Exercise prompt
In the entries below, count the lines that include the word "studies" and reply with the number alone.

Entries shown
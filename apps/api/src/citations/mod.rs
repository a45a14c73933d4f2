//! Citation placeholder pipeline: extraction, per-topic source discovery,
//! and integration of resolved references into the final case study.

pub mod integrator;
pub mod resolver;
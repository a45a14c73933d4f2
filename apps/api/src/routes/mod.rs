pub mod health;

use axum::{
    routing::{get, post},
    Router,
};

use crate::casestudy::handlers;
use crate::state::AppState;

pub fn build_router(state: AppState) -> Router {
    Router::new()
        .route("/api/health", get(health::health_handler))
        // Stepwise endpoints matching the SPA's original call sequence
        .route(
            "/api/generate-case-study",
            post(handlers::handle_generate_case_study),
        )
        .route(
            "/api/enhance-citations",
            post(handlers::handle_enhance_citations),
        )
        .route(
            "/api/integrate-citations",
            post(handlers::handle_integrate_citations),
        )
        .route(
            "/api/generate-questions",
            post(handlers::handle_generate_questions),
        )
        // Full pipeline + stored session results
        .route("/api/case-studies", post(handlers::handle_create_case_study))
        .route(
            "/api/case-studies/:id",
            get(handlers::handle_get_case_study),
        )
        .route(
            "/api/case-studies/:id/download",
            get(handlers::handle_download_case_study),
        )
        .route(
            "/api/case-studies/:id/questions/download",
            get(handlers::handle_download_questions),
        )
        .with_state(state)
}
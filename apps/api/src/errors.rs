use axum::{
    http::StatusCode,
    response::{IntoResponse, Response},
    Json,
};
use serde_json::json;
use thiserror::Error;

use crate::llm_client::LlmError;

/// Application-level error type.
/// Implements `IntoResponse` so Axum handlers can return `Result<T, AppError>`.
#[derive(Debug, Error)]
pub enum AppError {
    #[error("Not found: {0}")]
    NotFound(String),

    #[error("Validation error: {0}")]
    Validation(String),

    #[error("LLM error: {0}")]
    Llm(#[from] LlmError),

    #[error("Internal server error: {0}")]
    Internal(#[from] anyhow::Error),
}

impl IntoResponse for AppError {
    fn into_response(self) -> Response {
        let (status, code, message) = match &self {
            AppError::NotFound(msg) => (StatusCode::NOT_FOUND, "NOT_FOUND", msg.clone()),
            AppError::Validation(msg) => (StatusCode::BAD_REQUEST, "VALIDATION_ERROR", msg.clone()),
            AppError::Llm(e) => {
                tracing::error!("LLM error: {e}");
                (
                    StatusCode::INTERNAL_SERVER_ERROR,
                    "LLM_ERROR",
                    "An AI processing error occurred".to_string(),
                )
            }
            AppError::Internal(e) => {
                tracing::error!("Internal error: {e:?}");
                (
                    StatusCode::INTERNAL_SERVER_ERROR,
                    "INTERNAL_ERROR",
                    "An internal server error occurred".to_string(),
                )
            }
        };

        let body = Json(json!({
            "error": {
                "code": code,
                "message": message
            }
        }));

        (status, body).into_response()
    }
}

Finished exercise
4